California State University, East Bay: How more market oversight delivers better investment in private equity Featured

4:00pm EDT October 31, 2013
Sinan Goktan, Ph.D., Assistant professor of finance, College of Business and Economics, California State University, East Bay Sinan Goktan, Ph.D., Assistant professor of finance, College of Business and Economics, California State University, East Bay

Sinan Goktan teaches finance in the MBA Program at California State University, East Bay. For more information, visit

Private equity firms use capital, usually committed by large institutions, to invest in different companies. Often their investments are riskier companies at the start-up stage, so the returns can be quite large if these businesses become successful.

Recently, a sub-category of private equity, listed private equities (LPEs), traded on the stock exchange, are gaining popularity in the U.S.

“Until now, the whole section of private equity, from a small investor’s point of view, wasn’t accessible. With this emerging trend of LPEs, every investor, including the smaller players or individual investors, can invest a portion of their wealth into private equity and get that exposure,” says Sinan Goktan, Ph.D., assistant professor of finance in the College of Business and Economics at California State University, East Bay.

Smart Business spoke with Goktan about how LPEs work, and the performances of companies backed by LPEs versus traditional private equity firms.

Why are LPEs growing?

When anyone is able to purchase shares in an LPE firm, gaining exposure to the private equity market, investors can further diversify their financial portfolios. This new asset class is drawing capital into the private equity market from a new investor group and the flow of capital is continuous (since the firm is listed), unlike the traditional private equity capital that has a typical investment horizon of eight to 10 years. Eventually, a traditional private equity fund needs to be exited and new capital needs to be raised, which can be costly. The appeal of access to public markets as a continuous source of capital is leading more private equity firms, especially the larger ones, to list themselves. At the same time, LPE investments are more flexible and liquid than unlisted private equity.

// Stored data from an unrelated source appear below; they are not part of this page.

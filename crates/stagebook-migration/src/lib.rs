pub use sea_orm_migration::prelude::*;

mod m20240101_000001_create_venue;
mod m20240101_000002_create_artist;
mod m20240101_000003_create_show;

pub struct Migrator;

#[async_trait::async_trait]
impl MigratorTrait for Migrator {
    fn migrations() -> Vec<Box<dyn MigrationTrait>> {
        vec![
            Box::new(m20240101_000001_create_venue::Migration),
            Box::new(m20240101_000002_create_artist::Migration),
            Box::new(m20240101_000003_create_show::Migration),
        ]
    }
}

#[cfg(test)]
mod tests {
    use super::*;

    #[test]
    fn test_migrations_are_ordered_by_name() {
        let names: Vec<String> = Migrator::migrations()
            .iter()
            .map(|m| m.name().to_string())
            .collect();
        assert_eq!(
            names,
            vec![
                "m20240101_000001_create_venue",
                "m20240101_000002_create_artist",
                "m20240101_000003_create_show",
            ]
        );
    }
}
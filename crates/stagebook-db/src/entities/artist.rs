use sea_orm::entity::prelude::*;
use serde::{Deserialize, Serialize};

use super::genres::Genres;

#[derive(Clone, Debug, PartialEq, Eq, DeriveEntityModel, Serialize, Deserialize)]
#[sea_orm(table_name = "artist")]
pub struct Model {
    #[sea_orm(primary_key)]
    pub id: i32,
    pub name: String,
    pub city: String,
    pub state: String,
    pub phone: Option<String>,
    #[sea_orm(column_type = "JsonBinary")]
    pub genres: Genres,
    pub image_link: Option<String>,
    pub facebook_link: Option<String>,
    pub website: Option<String>,
    pub looking_venues: bool,
    #[sea_orm(column_type = "Text", nullable)]
    pub seeking_description: Option<String>,
}

#[derive(Copy, Clone, Debug, EnumIter, DeriveRelation)]
pub enum Relation {
    #[sea_orm(has_many = "super::show::Entity")]
    Show,
}

impl Related<super::show::Entity> for Entity {
    fn to() -> RelationDef {
        Relation::Show.def()
    }
}

impl ActiveModelBehavior for ActiveModel {}
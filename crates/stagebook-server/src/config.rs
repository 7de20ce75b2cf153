use std::env;
use std::net::{AddrParseError, SocketAddr};

/// HTTP listener and CORS settings, read from the environment.
#[derive(Debug, Clone)]
pub struct ServerConfig {
    pub host: String,
    pub port: u16,
    /// Public host name, used for the same-origin CORS default
    pub domain: String,
    pub scheme: String,
    pub cors_origins: Vec<String>,
}

impl Default for ServerConfig {
    fn default() -> Self {
        Self {
            host: "0.0.0.0".to_string(),
            port: 8080,
            domain: "localhost:8080".to_string(),
            scheme: "http".to_string(),
            cors_origins: Vec::new(),
        }
    }
}

impl ServerConfig {
    pub fn from_env() -> Self {
        let defaults = Self::default();
        Self {
            host: env::var("STAGEBOOK_HOST").unwrap_or(defaults.host),
            port: env::var("STAGEBOOK_PORT")
                .ok()
                .and_then(|v| v.parse().ok())
                .unwrap_or(defaults.port),
            domain: env::var("STAGEBOOK_DOMAIN").unwrap_or(defaults.domain),
            scheme: env::var("STAGEBOOK_SCHEME").unwrap_or(defaults.scheme),
            cors_origins: env::var("CORS_ORIGINS")
                .map(|v| parse_origins(&v))
                .unwrap_or_default(),
        }
    }

    pub fn socket_addr(&self) -> Result<SocketAddr, AddrParseError> {
        format!("{}:{}", self.host, self.port).parse()
    }

    pub fn own_origin(&self) -> String {
        format!("{}://{}", self.scheme, self.domain)
    }
}

fn parse_origins(raw: &str) -> Vec<String> {
    raw.split(',')
        .map(str::trim)
        .filter(|s| !s.is_empty())
        .map(str::to_string)
        .collect()
}
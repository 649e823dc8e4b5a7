//! Convenience re-exports — `use tilefield::prelude::*` for the common items.

pub use crate::area::{AREA_TAG, AreaError, AreaManager, Name, PassageAction, passage_animation_id};
pub use crate::asset::{AssetError, AssetHandle, AssetKind, AssetServer, AssetSource, FsAssetSource};
pub use crate::config::{AreaConfig, ConfigError};
pub use crate::displayable::{Displayable, DisplayableUpdateRequest, RenderableHandle, Visibility};
pub use crate::ecs::{Entity, Schedule, System, World};
pub use crate::editor::{EditorError, EditorState, OVERLAY_TAG, PermissionsEditor, PermissionsOverlay};
pub use crate::event::{EditorEvent, EventBus};
pub use crate::input::{Input, Pointer, PointerButton};
pub use crate::tile::{Dimensions, GridError, Tile, TileGrid, TilePermission};
pub use glam::UVec2;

Although LPEs are more established in European financial markets, particularly London, some big U.S. firms are Blackstone, KKR and The Carlyle Group.

How are LPEs different than unlisted private equity firms?

Both private equity types function similarly, except in how they raise capital. However, research with my co-authors Volkan Muslu and Erdem Ucar has shown that there’s a difference in how the companies they invest in perform in the long run.

When LPE-backed companies go public, they are more conservative and reliable in how they report earnings before and after the initial public offering (IPO) year. They also are timelier with recognizing losses. LPEs are subject to greater scrutiny by the SEC due to being listed in an exchange. Our results may be attributed to the higher reporting requirements of LPEs spilling over to the companies they are backing.

More reliable numbers mean more control and less risk for the investor. Traditionally, with unlisted private equity, potential new investors didn’t know much about private equity-backed companies’ progress until the IPO. The relatively timely and accurate financial information revealed by LPE firms has an impact in financial markets.

How else does the type of private equity backing affect an IPO?

Looking at the example of Facebook, if there’s lack of information, analysts will come up with wildly different price estimates. Because of their nature and the greater information content with the LPE-backed companies, the first day’s pricing is more accurate, which creates a lower initial return. Since companies revisit the financial markets repeatedly, they need to earn the trust of investors by providing accurate information in a timely manner to generate price stability.

What does your research suggest about increased disclosure requirements?

With passage of the Dodd-Frank Act, even unlisted private equity firms must file information with the SEC. Recent evidence suggests that investigators also are more likely to approach small private equity firms to ask for more information about their investments. Thus, the more opaque the private equity firm, the more information is required. Ultimately, the general trend is that investors are increasingly seeking more financial information before committing capital. Companies will either choose to reveal better quality information themselves, or the SEC will probably require them to reveal more information as needed.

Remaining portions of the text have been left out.